● **Saved entries**
-------------------------

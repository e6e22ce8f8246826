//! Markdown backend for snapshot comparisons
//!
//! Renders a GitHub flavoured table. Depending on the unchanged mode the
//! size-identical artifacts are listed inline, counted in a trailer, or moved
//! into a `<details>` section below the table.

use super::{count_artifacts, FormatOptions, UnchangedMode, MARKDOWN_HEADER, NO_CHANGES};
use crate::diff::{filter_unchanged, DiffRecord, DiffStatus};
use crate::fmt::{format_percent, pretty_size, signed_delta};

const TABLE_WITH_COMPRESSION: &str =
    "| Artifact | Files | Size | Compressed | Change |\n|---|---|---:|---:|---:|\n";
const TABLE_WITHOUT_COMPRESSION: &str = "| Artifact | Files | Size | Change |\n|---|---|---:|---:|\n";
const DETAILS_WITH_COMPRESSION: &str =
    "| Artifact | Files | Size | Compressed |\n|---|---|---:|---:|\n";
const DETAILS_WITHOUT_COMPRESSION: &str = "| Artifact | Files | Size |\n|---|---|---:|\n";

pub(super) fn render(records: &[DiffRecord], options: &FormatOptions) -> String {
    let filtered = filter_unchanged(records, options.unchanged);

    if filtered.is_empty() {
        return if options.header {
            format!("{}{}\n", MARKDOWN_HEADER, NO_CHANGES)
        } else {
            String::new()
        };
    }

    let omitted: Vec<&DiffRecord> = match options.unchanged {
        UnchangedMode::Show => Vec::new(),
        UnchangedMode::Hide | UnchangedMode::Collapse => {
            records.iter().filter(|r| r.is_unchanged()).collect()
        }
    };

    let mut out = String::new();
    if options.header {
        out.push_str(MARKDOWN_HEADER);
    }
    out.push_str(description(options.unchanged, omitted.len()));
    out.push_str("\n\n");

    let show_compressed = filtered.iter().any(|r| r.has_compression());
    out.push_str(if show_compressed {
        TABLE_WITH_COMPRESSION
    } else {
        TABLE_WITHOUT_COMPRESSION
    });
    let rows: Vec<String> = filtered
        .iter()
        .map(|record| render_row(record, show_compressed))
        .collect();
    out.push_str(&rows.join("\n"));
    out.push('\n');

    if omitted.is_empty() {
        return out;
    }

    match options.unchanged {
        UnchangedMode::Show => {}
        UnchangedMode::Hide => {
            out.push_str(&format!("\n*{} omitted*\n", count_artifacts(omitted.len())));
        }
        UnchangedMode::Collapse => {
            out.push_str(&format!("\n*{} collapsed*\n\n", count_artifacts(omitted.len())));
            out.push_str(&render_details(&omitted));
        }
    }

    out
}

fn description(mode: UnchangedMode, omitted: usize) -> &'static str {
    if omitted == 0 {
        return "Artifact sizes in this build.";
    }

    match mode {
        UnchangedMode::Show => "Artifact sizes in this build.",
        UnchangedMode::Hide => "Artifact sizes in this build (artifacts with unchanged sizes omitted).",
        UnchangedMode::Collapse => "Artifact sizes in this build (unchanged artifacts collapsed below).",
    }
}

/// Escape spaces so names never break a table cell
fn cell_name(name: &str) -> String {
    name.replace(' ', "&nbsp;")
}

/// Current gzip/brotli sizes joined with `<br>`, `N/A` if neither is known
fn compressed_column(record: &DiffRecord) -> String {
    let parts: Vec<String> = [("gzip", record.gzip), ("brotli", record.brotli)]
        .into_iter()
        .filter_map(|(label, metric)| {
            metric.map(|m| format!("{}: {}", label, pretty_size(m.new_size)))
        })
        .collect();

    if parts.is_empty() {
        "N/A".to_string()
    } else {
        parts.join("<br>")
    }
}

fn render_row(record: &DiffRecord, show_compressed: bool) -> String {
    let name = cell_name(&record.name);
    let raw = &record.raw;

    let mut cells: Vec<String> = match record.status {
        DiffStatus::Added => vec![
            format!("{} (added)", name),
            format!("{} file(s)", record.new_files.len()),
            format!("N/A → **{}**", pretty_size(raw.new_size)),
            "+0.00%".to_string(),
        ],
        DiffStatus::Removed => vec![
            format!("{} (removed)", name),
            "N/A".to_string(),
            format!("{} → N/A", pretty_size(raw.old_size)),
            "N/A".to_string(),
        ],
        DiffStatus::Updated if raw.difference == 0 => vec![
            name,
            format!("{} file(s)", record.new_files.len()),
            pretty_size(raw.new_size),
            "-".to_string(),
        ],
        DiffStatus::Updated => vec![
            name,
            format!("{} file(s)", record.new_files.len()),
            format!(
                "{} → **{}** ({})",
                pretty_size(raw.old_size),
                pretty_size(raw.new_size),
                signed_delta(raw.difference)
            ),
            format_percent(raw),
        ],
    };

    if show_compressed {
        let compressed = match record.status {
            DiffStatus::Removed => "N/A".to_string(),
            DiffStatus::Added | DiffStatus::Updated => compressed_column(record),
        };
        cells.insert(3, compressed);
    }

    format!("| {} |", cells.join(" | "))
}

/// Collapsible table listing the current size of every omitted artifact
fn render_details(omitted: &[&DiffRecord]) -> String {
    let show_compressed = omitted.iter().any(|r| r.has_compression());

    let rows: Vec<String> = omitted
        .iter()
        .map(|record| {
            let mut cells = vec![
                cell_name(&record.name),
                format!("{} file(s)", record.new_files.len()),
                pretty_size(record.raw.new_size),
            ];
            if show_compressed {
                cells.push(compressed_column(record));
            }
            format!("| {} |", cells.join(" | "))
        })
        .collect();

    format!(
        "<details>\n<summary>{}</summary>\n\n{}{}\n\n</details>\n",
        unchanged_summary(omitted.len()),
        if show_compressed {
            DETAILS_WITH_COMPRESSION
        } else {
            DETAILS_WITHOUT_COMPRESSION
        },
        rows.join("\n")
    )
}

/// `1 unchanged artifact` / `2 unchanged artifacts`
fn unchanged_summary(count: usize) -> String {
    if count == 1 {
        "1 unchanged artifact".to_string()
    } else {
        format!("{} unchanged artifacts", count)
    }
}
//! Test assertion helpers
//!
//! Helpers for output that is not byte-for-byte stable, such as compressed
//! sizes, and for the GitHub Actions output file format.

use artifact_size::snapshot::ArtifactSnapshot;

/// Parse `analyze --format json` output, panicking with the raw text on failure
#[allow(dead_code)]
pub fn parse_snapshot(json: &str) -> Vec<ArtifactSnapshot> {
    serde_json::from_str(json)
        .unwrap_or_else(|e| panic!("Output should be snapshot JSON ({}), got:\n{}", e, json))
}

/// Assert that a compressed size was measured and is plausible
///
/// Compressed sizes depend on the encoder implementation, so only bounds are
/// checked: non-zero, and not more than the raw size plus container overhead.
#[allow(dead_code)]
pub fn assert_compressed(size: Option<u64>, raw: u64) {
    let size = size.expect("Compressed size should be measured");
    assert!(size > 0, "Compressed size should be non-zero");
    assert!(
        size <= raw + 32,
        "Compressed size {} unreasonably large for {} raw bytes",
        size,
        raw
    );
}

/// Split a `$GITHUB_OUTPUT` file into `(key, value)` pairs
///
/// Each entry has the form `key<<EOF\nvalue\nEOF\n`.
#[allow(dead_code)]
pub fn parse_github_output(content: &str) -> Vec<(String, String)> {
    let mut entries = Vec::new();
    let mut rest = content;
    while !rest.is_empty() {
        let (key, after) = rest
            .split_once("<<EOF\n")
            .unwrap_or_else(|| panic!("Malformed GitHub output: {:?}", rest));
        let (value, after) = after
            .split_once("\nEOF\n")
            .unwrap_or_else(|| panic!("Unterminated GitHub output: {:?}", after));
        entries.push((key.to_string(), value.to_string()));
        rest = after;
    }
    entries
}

-------------------------

● **YOUR OBJECTIVE**
Every line above has to be restated word for word.

● **WRITTEN RESPONSE**
repository e6e22ce8f8246826
//! Markdown backend for snapshot comparisons
//!
//! Renders a GitHub flavoured table. Depending on the unchanged mode the
//! size-identical artifacts are listed inline, counted in a trailer, or moved
//! into a `<details>` section below the table.

use super::{count_artifacts, FormatOptions, UnchangedMode, MARKDOWN_HEADER, NO_CHANGES};
use crate::diff::{filter_unchanged, DiffRecord, DiffStatus};
use crate::fmt::{format_percent, pretty_size, signed_delta};

const TABLE_WITH_COMPRESSION: &str =
    "| Artifact | Files | Size | Compressed | Change |\n|---|---|---:|---:|---:|\n";
const TABLE_WITHOUT_COMPRESSION: &str = "| Artifact | Files | Size | Change |\n|---|---|---:|---:|\n";
const DETAILS_WITH_COMPRESSION: &str =
    "| Artifact | Files | Size | Compressed |\n|---|---|---:|---:|\n";
const DETAILS_WITHOUT_COMPRESSION: &str = "| Artifact | Files | Size |\n|---|---|---:|\n";

pub(super) fn render(records: &[DiffRecord], options: &FormatOptions) -> String {
    let filtered = filter_unchanged(records, options.unchanged);

    if filtered.is_empty() {
        return if options.header {
            format!("{}{}\n", MARKDOWN_HEADER, NO_CHANGES)
        } else {
            String::new()
        };
    }

    let omitted: Vec<&DiffRecord> = match options.unchanged {
        UnchangedMode::Show => Vec::new(),
        UnchangedMode::Hide | UnchangedMode::Collapse => {
            records.iter().filter(|r| r.is_unchanged()).collect()
        }
    };

    let mut out = String::new();
    if options.header {
        out.push_str(MARKDOWN_HEADER);
    }
    out.push_str(description(options.unchanged, omitted.len()));
    out.push_str("\n\n");

    let show_compressed = filtered.iter().any(|r| r.has_compression());
    out.push_str(if show_compressed {
        TABLE_WITH_COMPRESSION
    } else {
        TABLE_WITHOUT_COMPRESSION
    });
    let rows: Vec<String> = filtered
        .iter()
        .map(|record| render_row(record, show_compressed))
        .collect();
    out.push_str(&rows.join("\n"));
    out.push('\n');

    if omitted.is_empty() {
        return out;
    }

    match options.unchanged {
        UnchangedMode::Show => {}
        UnchangedMode::Hide => {
            out.push_str(&format!("\n*{} omitted*\n", count_artifacts(omitted.len())));
        }
        UnchangedMode::Collapse => {
            out.push_str(&format!("\n*{} collapsed*\n\n", count_artifacts(omitted.len())));
            out.push_str(&render_details(&omitted));
        }
    }

    out
}

fn description(mode: UnchangedMode, omitted: usize) -> &'static str {
    if omitted == 0 {
        return "Artifact sizes in this build.";
    }

    match mode {
        UnchangedMode::Show => "Artifact sizes in this build.",
        UnchangedMode::Hide => "Artifact sizes in this build (artifacts with unchanged sizes omitted).",
        UnchangedMode::Collapse => "Artifact sizes in this build (unchanged artifacts collapsed below).",
    }
}

/// Escape spaces so names never break a table cell
fn cell_name(name: &str) -> String {
    name.replace(' ', "&nbsp;")
}

/// Current gzip/brotli sizes joined with `<br>`, `N/A` if neither is known
fn compressed_column(record: &DiffRecord) -> String {
    let parts: Vec<String> = [("gzip", record.gzip), ("brotli", record.brotli)]
        .into_iter()
        .filter_map(|(label, metric)| {
            metric.map(|m| format!("{}: {}", label, pretty_size(m.new_size)))
        })
        .collect();

    if parts.is_empty() {
        "N/A".to_string()
    } else {
        parts.join("<br>")
    }
}

fn render_row(record: &DiffRecord, show_compressed: bool) -> String {
    let name = cell_name(&record.name);
    let raw = &record.raw;

    let mut cells: Vec<String> = match record.status {
        DiffStatus::Added => vec![
            format!("{} (added)", name),
            format!("{} file(s)", record.new_files.len()),
            format!("N/A → **{}**", pretty_size(raw.new_size)),
            "+0.00%".to_string(),
        ],
        DiffStatus::Removed => vec![
            format!("{} (removed)", name),
            "N/A".to_string(),
            format!("{} → N/A", pretty_size(raw.old_size)),
            "N/A".to_string(),
        ],
        DiffStatus::Updated if raw.difference == 0 => vec![
            name,
            format!("{} file(s)", record.new_files.len()),
            pretty_size(raw.new_size),
            "-".to_string(),
        ],
        DiffStatus::Updated => vec![
            name,
            format!("{} file(s)", record.new_files.len()),
            format!(
                "{} → **{}** ({})",
                pretty_size(raw.old_size),
                pretty_size(raw.new_size),
                signed_delta(raw.difference)
            ),
            format_percent(raw),
        ],
    };

    if show_compressed {
        let compressed = match record.status {
            DiffStatus::Removed => "N/A".to_string(),
            DiffStatus::Added | DiffStatus::Updated => compressed_column(record),
        };
        cells.insert(3, compressed);
    }

    format!("| {} |", cells.join(" | "))
}

/// Collapsible table listing the current size of every omitted artifact
fn render_details(omitted: &[&DiffRecord]) -> String {
    let show_compressed = omitted.iter().any(|r| r.has_compression());

    let rows: Vec<String> = omitted
        .iter()
        .map(|record| {
            let mut cells = vec![
                cell_name(&record.name),
                format!("{} file(s)", record.new_files.len()),
                pretty_size(record.raw.new_size),
            ];
            if show_compressed {
                cells.push(compressed_column(record));
            }
            format!("| {} |", cells.join(" | "))
        })
        .collect();

    format!(
        "<details>\n<summary>{}</summary>\n\n{}{}\n\n</details>\n",
        unchanged_summary(omitted.len()),
        if show_compressed {
            DETAILS_WITH_COMPRESSION
        } else {
            DETAILS_WITHOUT_COMPRESSION
        },
        rows.join("\n")
    )
}

/// `1 unchanged artifact` / `2 unchanged artifacts`
fn unchanged_summary(count: usize) -> String {
    if count == 1 {
        "1 unchanged artifact".to_string()
    } else {
        format!("{} unchanged artifacts", count)
    }
}
//! Test assertion helpers
//!
//! Helpers for output that is not byte-for-byte stable, such as compressed
//! sizes, and for the GitHub Actions output file format.

use artifact_size::snapshot::ArtifactSnapshot;

/// Parse `analyze --format json` output, panicking with the raw text on failure
#[allow(dead_code)]
pub fn parse_snapshot(json: &str) -> Vec<ArtifactSnapshot> {
    serde_json::from_str(json)
        .unwrap_or_else(|e| panic!("Output should be snapshot JSON ({}), got:\n{}", e, json))
}

/// Assert that a compressed size was measured and is plausible
///
/// Compressed sizes depend on the encoder implementation, so only bounds are
/// checked: non-zero, and not more than the raw size plus container overhead.
#[allow(dead_code)]
pub fn assert_compressed(size: Option<u64>, raw: u64) {
    let size = size.expect("Compressed size should be measured");
    assert!(size > 0, "Compressed size should be non-zero");
    assert!(
        size <= raw + 32,
        "Compressed size {} unreasonably large for {} raw bytes",
        size,
        raw
    );
}

/// Split a `$GITHUB_OUTPUT` file into `(key, value)` pairs
///
/// Each entry has the form `key<<EOF\nvalue\nEOF\n`.
#[allow(dead_code)]
pub fn parse_github_output(content: &str) -> Vec<(String, String)> {
    let mut entries = Vec::new();
    let mut rest = content;
    while !rest.is_empty() {
        let (key, after) = rest
            .split_once("<<EOF\n")
            .unwrap_or_else(|| panic!("Malformed GitHub output: {:?}", rest));
        let (value, after) = after
            .split_once("\nEOF\n")
            .unwrap_or_else(|| panic!("Unterminated GitHub output: {:?}", after));
        entries.push((key.to_string(), value.to_string()));
        rest = after;
    }
    entries
}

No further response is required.